One particular headache with roaming profiles however is when the profile stops being uploaded to the server at logoff.  I’ve discovered this happens for different reasons, and each time, it was difficult to identify the root cause.  Searching the Internet for the particular error message (or lack thereof), or event ID, did not always lead to any conclusive fix.  Most of the time, solutions such as domain un-join/re-join, or deleting the local profile, I thought were too drastic, and felt like they never would reveal the true cause of the problem.  In general, I tend to troubleshoot in a more methodical way, and don’t fall for the random “shoot-in-every-direction-until-you-kill-the-problem” method.

So, I thought I’d share my findings here in hopes they’d be useful for others.
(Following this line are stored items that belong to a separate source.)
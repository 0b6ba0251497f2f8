//! GPS status and a minimal gpsd JSON client
//!
//! gpsd streams one JSON object per line once `?WATCH` is enabled. Only `TPV`
//! (time-position-velocity) reports matter for the overlay; everything else
//! is skipped.

use crate::TelemetryError;
use serde::{Deserialize, Serialize};
use std::io::{BufRead, BufReader, ErrorKind, Write};
use std::net::{TcpStream, ToSocketAddrs};
use std::time::{Duration, Instant};
use tracing::{debug, info};

/// m/s to mph
pub const MS_TO_MPH: f64 = 2.23694;

const WATCH_COMMAND: &[u8] = b"?WATCH={\"enable\":true,\"json\":true}\n";
const CONNECT_TIMEOUT: Duration = Duration::from_secs(2);

/// GPS snapshot
#[derive(Debug, Clone, Default, PartialEq, Serialize)]
pub struct GpsStatus {
    /// 2D or 3D fix
    pub has_fix: bool,
    /// Ground speed (mph)
    pub speed_mph: f64,
    pub latitude: f64,
    pub longitude: f64,
    /// Altitude (m)
    pub altitude: f64,
    /// Course over ground (degrees)
    pub heading: f64,
    /// Satellites used
    pub satellites: u32,
}

impl GpsStatus {
    /// Speed for display, `None` without a fix
    pub fn speed(&self) -> Option<f64> {
        self.has_fix.then_some(self.speed_mph)
    }
}

/// Anything that can hand out a GPS snapshot
pub trait GpsSource: Send {
    fn status(&self) -> GpsStatus;
}

#[derive(Debug, Default, Deserialize)]
#[serde(default)]
struct Report {
    class: String,
    mode: u8,
    lat: Option<f64>,
    lon: Option<f64>,
    alt: Option<f64>,
    speed: Option<f64>,
    track: Option<f64>,
}

#[derive(Debug, Default, Deserialize)]
#[serde(default)]
struct SkyReport {
    #[serde(rename = "uSat")]
    used: Option<u32>,
}

/// Apply one gpsd line to `status`.
///
/// Returns `true` if the line was a TPV report.
pub fn apply_report(status: &mut GpsStatus, line: &str) -> Result<bool, TelemetryError> {
    let report: Report = serde_json::from_str(line)?;
    match report.class.as_str() {
        "TPV" => {
            status.has_fix = report.mode >= 2;
            status.latitude = report.lat.unwrap_or(0.0);
            status.longitude = report.lon.unwrap_or(0.0);
            status.altitude = report.alt.unwrap_or(0.0);
            status.speed_mph = report.speed.unwrap_or(0.0) * MS_TO_MPH;
            status.heading = report.track.unwrap_or(0.0);
            Ok(true)
        }
        "SKY" => {
            let sky: SkyReport = serde_json::from_str(line)?;
            if let Some(used) = sky.used {
                status.satellites = used;
            }
            Ok(false)
        }
        _ => Ok(false),
    }
}

/// gpsd client over TCP
pub struct GpsdClient {
    addr: String,
    reader: Option<BufReader<TcpStream>>,
    status: GpsStatus,
    last_report: Option<Instant>,
    line: String,
}

impl GpsdClient {
    pub fn new(addr: impl Into<String>) -> Self {
        Self {
            addr: addr.into(),
            reader: None,
            status: GpsStatus::default(),
            last_report: None,
            line: String::new(),
        }
    }

    pub fn addr(&self) -> &str {
        &self.addr
    }

    pub fn is_connected(&self) -> bool {
        self.reader.is_some()
    }

    /// Connect and enable JSON watch mode. Reads time out after `read_timeout`.
    pub fn connect(&mut self, read_timeout: Duration) -> Result<(), TelemetryError> {
        self.disconnect();

        let connect_err = |source| TelemetryError::Connect {
            addr: self.addr.clone(),
            source,
        };
        let sock = self
            .addr
            .to_socket_addrs()
            .map_err(connect_err)?
            .next()
            .ok_or_else(|| {
                connect_err(std::io::Error::new(
                    ErrorKind::AddrNotAvailable,
                    "address did not resolve",
                ))
            })?;

        let mut stream = TcpStream::connect_timeout(&sock, CONNECT_TIMEOUT).map_err(connect_err)?;
        stream
            .set_read_timeout(Some(read_timeout.max(Duration::from_millis(1))))
            .map_err(connect_err)?;
        stream.write_all(WATCH_COMMAND).map_err(connect_err)?;

        info!("Connected to gpsd at {}", self.addr);
        self.reader = Some(BufReader::new(stream));
        self.last_report = Some(Instant::now());
        Ok(())
    }

    /// Drop the connection and forget the fix
    pub fn disconnect(&mut self) {
        if self.reader.take().is_some() {
            debug!("Disconnected from gpsd at {}", self.addr);
        }
        self.status.has_fix = false;
        self.last_report = None;
    }

    /// Read at most one line.
    ///
    /// Returns `Ok(true)` when a TPV report updated the status and `Ok(false)`
    /// on timeout or for other report classes.
    pub fn poll(&mut self) -> Result<bool, TelemetryError> {
        let reader = self.reader.as_mut().ok_or(TelemetryError::NotConnected)?;

        // A timed-out read may leave a partial line behind; keep accumulating.
        match reader.read_line(&mut self.line) {
            Ok(0) => {
                self.disconnect();
                Err(TelemetryError::Read("connection closed by gpsd".to_string()))
            }
            Ok(_) => {
                let line = std::mem::take(&mut self.line);
                let line = line.trim();
                if line.is_empty() {
                    return Ok(false);
                }
                let tpv = apply_report(&mut self.status, line)?;
                if tpv {
                    self.last_report = Some(Instant::now());
                }
                Ok(tpv)
            }
            Err(e) if matches!(e.kind(), ErrorKind::WouldBlock | ErrorKind::TimedOut) => Ok(false),
            Err(e) => {
                self.disconnect();
                Err(TelemetryError::Read(e.to_string()))
            }
        }
    }

    /// Time since the last TPV report (or since connecting)
    pub fn since_last_report(&self) -> Option<Duration> {
        self.last_report.map(|t| t.elapsed())
    }
}

impl GpsSource for GpsdClient {
    fn status(&self) -> GpsStatus {
        self.status.clone()
    }
}
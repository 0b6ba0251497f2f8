//! Dashcam - Main Entry Point

use anyhow::{bail, Context};
use clap::Parser;
use dashcam::{init_logging, DashcamConfig, DashcamSystem, SyntheticDevices, DEFAULT_CONFIG_PATH};
use std::path::PathBuf;
use tracing::{error, info};

/// Dual-camera dashcam with rear-view mirror display
#[derive(Parser, Debug)]
#[command(name = "dashcam")]
#[command(version, about, long_about = None)]
struct CliArgs {
    /// Configuration file (TOML)
    #[arg(short, long, value_name = "FILE", default_value = DEFAULT_CONFIG_PATH)]
    config: PathBuf,

    /// Use test-pattern cameras and a simulated vehicle bus
    #[arg(long)]
    synthetic: bool,

    /// Validate the configuration and exit
    #[arg(long)]
    check: bool,
}

#[tokio::main]
async fn main() -> anyhow::Result<()> {
    let args = CliArgs::parse();

    let config = DashcamConfig::load(&args.config)
        .with_context(|| format!("loading {}", args.config.display()))?;
    config.validate().context("validating configuration")?;
    if args.check {
        println!("Configuration OK");
        return Ok(());
    }

    init_logging(config.log_level()?, config.log_json).context("installing log subscriber")?;
    info!("=== Dashcam v{} ===", env!("CARGO_PKG_VERSION"));

    if !args.synthetic {
        bail!("no camera driver is linked into this build; run with --synthetic for test-pattern cameras");
    }

    let delay = config.startup_delay();
    if !delay.is_zero() {
        info!("Waiting {:.1}s for hardware...", delay.as_secs_f64());
        tokio::time::sleep(delay).await;
    }

    let startup_config = config.clone();
    let system = tokio::task::spawn_blocking(move || {
        DashcamSystem::start(&startup_config, &SyntheticDevices)
    })
    .await
    .context("startup task panicked")?
    .context("starting dashcam")?;

    let mut status = tokio::time::interval(config.status_interval());
    status.tick().await;
    let shutdown = shutdown_signal();
    tokio::pin!(shutdown);

    loop {
        tokio::select! {
            _ = &mut shutdown => break,
            _ = status.tick() => info!("Status: {}", system.status()),
        }
    }

    let stuck = tokio::task::spawn_blocking(move || system.shutdown())
        .await
        .context("shutdown task panicked")?;
    if stuck > 0 {
        error!("{} threads were abandoned during shutdown", stuck);
    }
    Ok(())
}

/// Resolve on SIGINT or SIGTERM
async fn shutdown_signal() {
    let ctrl_c = async {
        if let Err(e) = tokio::signal::ctrl_c().await {
            error!("Failed to listen for Ctrl+C: {}", e);
            std::future::pending::<()>().await;
        }
    };

    let terminate = async {
        match tokio::signal::unix::signal(tokio::signal::unix::SignalKind::terminate()) {
            Ok(mut signal) => {
                signal.recv().await;
            }
            Err(e) => {
                error!("Failed to listen for SIGTERM: {}", e);
                std::future::pending::<()>().await;
            }
        }
    };

    tokio::select! {
        _ = ctrl_c => {},
        _ = terminate => {},
    }
    info!("Shutdown signal received");
}
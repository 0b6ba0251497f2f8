//! Time sources for segment timing and file names

use chrono::{DateTime, Local, TimeDelta};
use std::sync::{Mutex, PoisonError};
use std::time::{Duration, Instant};

/// Monotonic time plus local wall time
pub trait Clock: Send + Sync {
    /// Monotonic time since an arbitrary origin
    fn now(&self) -> Duration;

    /// Local wall time, used for file names
    fn local_time(&self) -> DateTime<Local>;
}

/// Real clock
pub struct SystemClock {
    origin: Instant,
}

impl SystemClock {
    pub fn new() -> Self {
        Self {
            origin: Instant::now(),
        }
    }
}

impl Default for SystemClock {
    fn default() -> Self {
        Self::new()
    }
}

impl Clock for SystemClock {
    fn now(&self) -> Duration {
        self.origin.elapsed()
    }

    fn local_time(&self) -> DateTime<Local> {
        Local::now()
    }
}

/// Hand-driven clock for tests and simulations
pub struct ManualClock {
    start: DateTime<Local>,
    elapsed: Mutex<Duration>,
}

impl ManualClock {
    pub fn new(start: DateTime<Local>) -> Self {
        Self {
            start,
            elapsed: Mutex::new(Duration::ZERO),
        }
    }

    pub fn advance(&self, by: Duration) {
        *self.elapsed.lock().unwrap_or_else(PoisonError::into_inner) += by;
    }

    pub fn set(&self, elapsed: Duration) {
        *self.elapsed.lock().unwrap_or_else(PoisonError::into_inner) = elapsed;
    }
}

impl Clock for ManualClock {
    fn now(&self) -> Duration {
        *self.elapsed.lock().unwrap_or_else(PoisonError::into_inner)
    }

    fn local_time(&self) -> DateTime<Local> {
        let offset = TimeDelta::from_std(self.now()).unwrap_or(TimeDelta::zero());
        self.start + offset
    }
}

#[cfg(test)]
mod tests {
    use super::*;
    use chrono::TimeZone;

    #[test]
    fn test_manual_clock() {
        let start = Local.with_ymd_and_hms(2024, 5, 1, 12, 0, 0).unwrap();
        let clock = ManualClock::new(start);
        assert_eq!(clock.now(), Duration::ZERO);

        clock.advance(Duration::from_secs(90));
        assert_eq!(clock.now(), Duration::from_secs(90));
        assert_eq!(clock.local_time().format("%H%M%S").to_string(), "120130");

        clock.set(Duration::from_secs(5));
        assert_eq!(clock.now(), Duration::from_secs(5));
    }

    #[test]
    fn test_system_clock_is_monotonic() {
        let clock = SystemClock::new();
        let a = clock.now();
        let b = clock.now();
        assert!(b >= a);
    }
}
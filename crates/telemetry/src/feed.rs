//! Polling feed threads and the shared telemetry board
//!
//! Each feed owns its collaborator and writes single fields under their own
//! locks. The render thread only reads snapshots.

use crate::gps::{GpsSource, GpsStatus, GpsdClient};
use crate::vehicle::{CanStatus, VehicleBus};
use crate::{TelemetryConfig, TelemetryError};
use std::sync::{Arc, Mutex, MutexGuard, PoisonError};
use std::time::{Duration, Instant};
use tracing::{debug, error, info, warn};
use worker::{StopToken, WorkerError, WorkerSet};

/// gpsd read timeout, short enough to notice a stop request promptly
const GPS_READ_TIMEOUT: Duration = Duration::from_millis(100);

fn lock<T>(m: &Mutex<T>) -> MutexGuard<'_, T> {
    m.lock().unwrap_or_else(PoisonError::into_inner)
}

/// Latest telemetry values, one lock per field
#[derive(Default)]
pub struct TelemetryBoard {
    gps: Mutex<GpsStatus>,
    can_status: Mutex<Option<CanStatus>>,
    fuel_liters: Mutex<Option<f64>>,
}

impl TelemetryBoard {
    pub fn new() -> Self {
        Self::default()
    }

    pub fn set_gps(&self, status: GpsStatus) {
        *lock(&self.gps) = status;
    }

    pub fn gps(&self) -> GpsStatus {
        lock(&self.gps).clone()
    }

    /// Speed in mph, `None` without a fix
    pub fn speed_mph(&self) -> Option<f64> {
        lock(&self.gps).speed()
    }

    pub fn set_can_status(&self, status: Option<CanStatus>) {
        *lock(&self.can_status) = status;
    }

    /// `None` when no vehicle bus is attached
    pub fn can_status(&self) -> Option<CanStatus> {
        *lock(&self.can_status)
    }

    pub fn set_fuel_liters(&self, liters: Option<f64>) {
        *lock(&self.fuel_liters) = liters;
    }

    pub fn fuel_liters(&self) -> Option<f64> {
        *lock(&self.fuel_liters)
    }
}

/// Spawn the gpsd polling thread
pub fn spawn_gps_feed(
    workers: &mut WorkerSet,
    config: &TelemetryConfig,
    board: Arc<TelemetryBoard>,
) -> Result<(), WorkerError> {
    let config = config.clone();
    let mut client = GpsdClient::new(config.gpsd_addr());
    workers.spawn("gps-feed", move |token| {
        run_gps_feed(&mut client, &config, &board, &token);
    })
}

fn run_gps_feed(
    client: &mut GpsdClient,
    config: &TelemetryConfig,
    board: &TelemetryBoard,
    token: &StopToken,
) {
    let attempts = config.gps_retry_attempts.max(1);
    let mut failures = 0u32;

    while token.is_running() {
        if !client.is_connected() {
            match client.connect(GPS_READ_TIMEOUT) {
                Ok(()) => failures = 0,
                Err(e) => {
                    failures += 1;
                    if failures >= attempts {
                        error!("GPS unavailable after {} attempts: {}", failures, e);
                        board.set_gps(GpsStatus::default());
                        return;
                    }
                    warn!("gpsd connection attempt {}/{} failed: {}", failures, attempts, e);
                    if !token.sleep(config.gps_retry_delay()) {
                        break;
                    }
                    continue;
                }
            }
        }

        match client.poll() {
            Ok(true) => board.set_gps(client.status()),
            Ok(false) => {}
            Err(TelemetryError::Parse(e)) => debug!("Skipping malformed gpsd report: {}", e),
            Err(e) => {
                warn!("GPS read error: {}", e);
                board.set_gps(client.status());
            }
        }

        if client
            .since_last_report()
            .is_some_and(|age| age > config.gps_stale_after())
        {
            warn!("GPS data is stale, reconnecting");
            client.disconnect();
            board.set_gps(client.status());
        }
    }

    client.disconnect();
    debug!("GPS feed stopped");
}

/// Spawn the vehicle-bus polling thread
pub fn spawn_vehicle_feed(
    workers: &mut WorkerSet,
    config: &TelemetryConfig,
    bus: Box<dyn VehicleBus>,
    board: Arc<TelemetryBoard>,
) -> Result<(), WorkerError> {
    let stale_after = config.can_stale_after();
    let interval = config.can_poll_interval();
    workers.spawn("vehicle-feed", move |token| {
        let mut last: Option<CanStatus> = None;
        loop {
            let status = CanStatus::from_stats(&bus.stats(), Instant::now(), stale_after);
            if last != Some(status) {
                info!("Vehicle bus: {}", status.label());
                last = Some(status);
            }
            board.set_can_status(Some(status));
            board.set_fuel_liters(bus.fuel_consumed_liters());

            if !token.sleep(interval) {
                break;
            }
        }
    })
}

#[cfg(test)]
mod tests {
    use super::*;
    use crate::vehicle::BusStats;
    use std::io::Write;
    use std::net::TcpListener;
    use std::thread;

    fn wait_for(mut cond: impl FnMut() -> bool) -> bool {
        let deadline = Instant::now() + Duration::from_secs(5);
        while Instant::now() < deadline {
            if cond() {
                return true;
            }
            thread::sleep(Duration::from_millis(10));
        }
        false
    }

    #[test]
    fn test_board_defaults() {
        let board = TelemetryBoard::new();
        assert_eq!(board.speed_mph(), None);
        assert_eq!(board.can_status(), None);
        assert_eq!(board.fuel_liters(), None);
    }

    #[test]
    fn test_gps_feed_publishes_speed() {
        let listener = TcpListener::bind("127.0.0.1:0").unwrap();
        let port = listener.local_addr().unwrap().port();
        let server = thread::spawn(move || {
            let (mut conn, _) = listener.accept().unwrap();
            conn.write_all(b"{\"class\":\"TPV\",\"mode\":2,\"speed\":20.0}\n")
                .unwrap();
            // Keep the connection open briefly.
            thread::sleep(Duration::from_millis(300));
        });

        let config = TelemetryConfig {
            gpsd_port: port,
            ..Default::default()
        };
        let board = Arc::new(TelemetryBoard::new());
        let mut workers = WorkerSet::new();
        spawn_gps_feed(&mut workers, &config, board.clone()).unwrap();

        assert!(wait_for(|| board
            .speed_mph()
            .is_some_and(|mph| (mph - 44.7388).abs() < 1e-3)));

        assert_eq!(workers.shutdown(Duration::from_secs(2)), 0);
        server.join().unwrap();
    }

    #[test]
    fn test_gps_feed_gives_up_without_gpsd() {
        // Grab a free port, then close it so connects are refused.
        let port = TcpListener::bind("127.0.0.1:0")
            .unwrap()
            .local_addr()
            .unwrap()
            .port();
        let config = TelemetryConfig {
            gpsd_port: port,
            gps_retry_attempts: 2,
            gps_retry_delay_secs: 0.01,
            ..Default::default()
        };
        let board = Arc::new(TelemetryBoard::new());
        let mut workers = WorkerSet::new();
        spawn_gps_feed(&mut workers, &config, board.clone()).unwrap();

        thread::sleep(Duration::from_millis(200));
        assert_eq!(workers.shutdown(Duration::from_secs(2)), 0);
        assert_eq!(board.speed_mph(), None);
    }

    struct FakeBus {
        stats: BusStats,
        fuel: Option<f64>,
    }

    impl VehicleBus for FakeBus {
        fn stats(&self) -> BusStats {
            self.stats
        }

        fn fuel_consumed_liters(&self) -> Option<f64> {
            self.fuel
        }
    }

    #[test]
    fn test_vehicle_feed_publishes_status_and_fuel() {
        let bus = FakeBus {
            stats: BusStats {
                connected: true,
                last_message_time: Some(Instant::now()),
            },
            fuel: Some(3.5),
        };
        let config = TelemetryConfig {
            can_poll_interval_ms: 5,
            can_stale_after_secs: 3600.0,
            ..Default::default()
        };
        let board = Arc::new(TelemetryBoard::new());
        let mut workers = WorkerSet::new();
        spawn_vehicle_feed(&mut workers, &config, Box::new(bus), board.clone()).unwrap();

        assert!(wait_for(|| board.can_status().is_some()));
        assert_eq!(board.can_status(), Some(CanStatus::Ok));
        assert_eq!(board.fuel_liters(), Some(3.5));
        assert_eq!(workers.shutdown(Duration::from_secs(2)), 0);
    }
}
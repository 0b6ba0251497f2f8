//! Coordinated segment rotation
//!
//! All cameras rotate together, timed off one reference camera (front when it
//! records, otherwise rear), so front and rear segments share boundaries.

use crate::clock::Clock;
use crate::recorder::RecordingGroup;
use crate::RecordingConfig;
use std::sync::Arc;
use std::time::Duration;
use tracing::{debug, info};
use worker::{WorkerError, WorkerSet};

/// Segment rotation timer
pub struct SegmentScheduler {
    segment: Duration,
    pause: Duration,
    interval: Duration,
    clock: Arc<dyn Clock>,
    rotations: u64,
}

impl SegmentScheduler {
    pub fn new(config: &RecordingConfig, clock: Arc<dyn Clock>) -> Self {
        Self {
            segment: config.segment_duration(),
            pause: config.rotation_pause(),
            interval: config.check_interval(),
            clock,
            rotations: 0,
        }
    }

    pub fn rotations(&self) -> u64 {
        self.rotations
    }

    /// Whether the reference segment has reached its length
    pub fn is_due(&self, group: &RecordingGroup) -> bool {
        group
            .reference_start()
            .is_some_and(|start| self.clock.now().saturating_sub(start) >= self.segment)
    }

    /// Rotate all cameras if due. `flush` waits for the encoders between stop
    /// and restart and returns `false` if the pipeline is shutting down.
    pub fn check(&mut self, group: &RecordingGroup, flush: impl FnOnce(Duration) -> bool) -> bool {
        if !self.is_due(group) {
            group.refresh_flag();
            return false;
        }

        info!("Rotating video segments...");
        group.stop_all();
        if !flush(self.pause) {
            debug!("Rotation interrupted by shutdown");
            return false;
        }
        group.start_all();
        self.rotations += 1;
        true
    }

    /// Run on its own thread until the set is shut down
    pub fn spawn(mut self, workers: &mut WorkerSet, group: Arc<RecordingGroup>) -> Result<(), WorkerError> {
        workers.spawn("segment-scheduler", move |token| {
            while token.sleep(self.interval) {
                self.check(&group, |pause| token.sleep(pause));
            }
            debug!("Segment scheduler stopped after {} rotations", self.rotations);
        })
    }
}

#[cfg(test)]
mod tests {
    use super::*;
    use crate::clock::ManualClock;
    use crate::recorder::CameraRecorder;
    use crate::test_support::{fake_camera, manual_clock};
    use crate::VideoPaths;
    use camera_capture::{CameraConfig, CameraRole};
    use std::sync::atomic::Ordering;
    use std::time::Instant;

    fn group(dir: &tempfile::TempDir, clock: &Arc<ManualClock>) -> RecordingGroup {
        let paths = VideoPaths::under(dir.path());
        paths.create().unwrap();
        let mut group = RecordingGroup::new();
        for config in [CameraConfig::front(), CameraConfig::rear()] {
            let (camera, _) = fake_camera(config.role);
            let mut rec = CameraRecorder::new(config, camera, paths.clone(), clock.clone());
            rec.init().unwrap();
            group.add(rec);
        }
        group
    }

    fn segment_starts(group: &RecordingGroup) -> Vec<Duration> {
        group
            .recorders()
            .iter()
            .map(|r| crate::recorder::lock(r).segment().unwrap().started)
            .collect()
    }

    #[test]
    fn test_rotates_every_segment() {
        let dir = tempfile::tempdir().unwrap();
        let clock = manual_clock();
        let group = group(&dir, &clock);
        let mut scheduler = SegmentScheduler::new(&RecordingConfig::default(), clock.clone());
        assert!(group.start_all());

        let mut rotated_at = Vec::new();
        for t in 1..=200u64 {
            clock.set(Duration::from_secs(t));
            if scheduler.check(&group, |_| true) {
                rotated_at.push(t);
                let starts = segment_starts(&group);
                assert!(starts.iter().all(|s| *s == starts[0]));
            }
        }
        assert_eq!(rotated_at, vec![60, 120, 180]);
        assert_eq!(scheduler.rotations(), 3);

        // Three completed segments per camera
        let archived = std::fs::read_dir(dir.path().join("videos/archive")).unwrap().count();
        assert_eq!(archived, 6);
        assert!(group.recording_flag().load(Ordering::Relaxed));
    }

    #[test]
    fn test_reference_falls_back_to_rear() {
        let dir = tempfile::tempdir().unwrap();
        let clock = manual_clock();
        let group = group(&dir, &clock);
        let rear = group.find(CameraRole::Rear).unwrap();
        crate::recorder::lock(&rear).start_recording().unwrap();

        let mut scheduler = SegmentScheduler::new(&RecordingConfig::default(), clock.clone());
        clock.set(Duration::from_secs(59));
        assert!(!scheduler.check(&group, |_| true));
        assert!(group.recording_flag().load(Ordering::Relaxed));
        clock.set(Duration::from_secs(60));
        assert!(scheduler.check(&group, |_| true));
        // Rotation restarts every enabled camera.
        assert!(group.stats().iter().all(|s| s.recording));
    }

    #[test]
    fn test_idle_group_never_rotates() {
        let dir = tempfile::tempdir().unwrap();
        let clock = manual_clock();
        let group = group(&dir, &clock);
        let mut scheduler = SegmentScheduler::new(&RecordingConfig::default(), clock.clone());
        clock.set(Duration::from_secs(600));
        assert!(!scheduler.check(&group, |_| true));
    }

    #[test]
    fn test_interrupted_rotation_leaves_cameras_stopped() {
        let dir = tempfile::tempdir().unwrap();
        let clock = manual_clock();
        let group = group(&dir, &clock);
        group.start_all();
        let mut scheduler = SegmentScheduler::new(&RecordingConfig::default(), clock.clone());
        clock.set(Duration::from_secs(60));
        assert!(!scheduler.check(&group, |_| false));
        assert!(group.stats().iter().all(|s| !s.recording));
        assert_eq!(scheduler.rotations(), 0);
    }

    #[test]
    fn test_spawned_scheduler_rotates() {
        let dir = tempfile::tempdir().unwrap();
        let clock = manual_clock();
        let group = Arc::new(group(&dir, &clock));
        group.start_all();
        let config = RecordingConfig {
            check_interval_ms: 10,
            rotation_pause_ms: 1,
            ..Default::default()
        };
        let mut workers = WorkerSet::new();
        SegmentScheduler::new(&config, clock.clone())
            .spawn(&mut workers, group.clone())
            .unwrap();

        clock.set(Duration::from_secs(61));
        let archive = dir.path().join("videos/archive");
        let deadline = Instant::now() + Duration::from_secs(5);
        while std::fs::read_dir(&archive).unwrap().count() < 2 && Instant::now() < deadline {
            std::thread::sleep(Duration::from_millis(10));
        }
        assert_eq!(workers.shutdown(Duration::from_secs(2)), 0);
        assert_eq!(std::fs::read_dir(&archive).unwrap().count(), 2);
    }
}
Once, I replaced a Windows Vista Business x86 no-brand machine for a user with a new Windows Vista Business x64 HP Pavilion machine.  The swap went well, and the user logged in and got his desktop and settings just like in his old machine.  At logoff however, I noticed it was very fast, and the usual 30 seconds to a minute the system takes to write the roaming profile to the server just wasn’t there.  No error message or event ID was present in this case, and had I not been paying attention and known better, I would have concluded “wow, this new machine is fast” and been done with it!  So, I looked on the server and noticed the last time the ntuser.dat file was written was when he had last logged off his old computer.  So, I Googled for a long time and finally found someone with an HP computer who had the same problem and who had to disable the “NVIDIA Display Driver Service” from msconfig/services tab.  When I implemented this workaround, the roaming profile started to get written to the server again at logoff.  And, the service has been disabled ever since with no adverse effect and no impact that I can tell.  This was reported to HP and they advised they would fix it.  I do not know the status of this case however.

Another time, on my own machine, I got an error message at logoff that my roaming profile was not completely synchronized with the server.  I therefore checked the server and found ntuser.dat had indeed been updated when I logged off.  I logged back in and then got a balloon pop up in systray which indicated that I was logged on with a temporary profile.  I went to the even log and found many event ID 1509 errors followed by 1504 corresponding to the previous logoff.  The event 1509 errors were “Windows cannot copy file C:\Users\username\AppData\Roaming\Macromedia\Flash Player\#SharedObjects\TSACWEND\…” “The filename or extension is too long”.  So, I looked into this directory and indeed found many nested folders under this.  Basically, this is cached data from my previous training session I had just taken at Cisco elementk.  The training was apparently based on Flash and had cached too many levels of folders, which prevented the roaming profile mechanism from copying them to the server.  Because I was done with the course and did not need these “cookie-like” files anymore, I deleted the “” folder and did a logoff.  No further errors!

As you can see, roaming profiles can be a bit finicky, however, if you take the time to research the error, it is possible to fix without resorting to the more drastic measures suggested in some online forums.